**EXERCISE AIM**: Print the listing exactly, but only as far as the line containing "use std::cell::RefCell;". The first line and that line are both included.

──────

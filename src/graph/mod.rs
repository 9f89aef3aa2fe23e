//! Graph coordinate math
//!
//! - Axis range and scale transforms
//! - Graph parameters (X and Y axis pair)
//! - Marker readout from touch positions

pub mod axis;
pub mod marker;

use crate::error::GraphError;
use axis::AxisParameters;
use serde::{Deserialize, Serialize};
use std::cell::RefCell;
use std::rc::Rc;

/// Graph parameters behind a shared handle
///
/// The data owner mutates through `borrow_mut()`; every other holder sees
/// the change on its next `borrow()`.
pub type SharedGraphParameters = Rc<RefCell<GraphParameters>>;

/// X and Y axis parameters of one graph
#[derive(Debug, Clone, Copy, PartialEq, Serialize, Deserialize)]
pub struct GraphParameters {
    /// Horizontal axis
    pub x: AxisParameters,
    /// Vertical axis
    pub y: AxisParameters,
}

impl GraphParameters {
    /// Pair two axes
    pub fn new(x: AxisParameters, y: AxisParameters) -> Self {
        Self { x, y }
    }

    /// Waveform graph: X over `[0, duration]` linear, Y over `[y_min, y_max]` linear
    pub fn waveform(duration: f32, y_min: f32, y_max: f32) -> Result<Self, GraphError> {
        Ok(Self {
            x: AxisParameters::linear(0.0, duration)?,
            y: AxisParameters::linear(y_min, y_max)?,
        })
    }

    /// Wrap in a shared handle
    pub fn shared(self) -> SharedGraphParameters {
        Rc::new(RefCell::new(self))
    }

    /// Map a normalized `(x, y)` graph position to real-world values
    pub fn to_scaled_values(&self, px: f32, py: f32) -> (f32, f32) {
        (self.x.to_scaled_value(px), self.y.to_scaled_value(py))
    }
}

──────

**SOLUTION**:
filename src/graph/mod.rs
repository 9f89aef3aa2fe23e
//! Graph coordinate math
//!
//! - Axis range and scale transforms
//! - Graph parameters (X and Y axis pair)
//! - Marker readout from touch positions

pub mod axis;
pub mod marker;

use crate::error::GraphError;
use axis::AxisParameters;
use serde::{Deserialize, Serialize};
use std::cell::RefCell;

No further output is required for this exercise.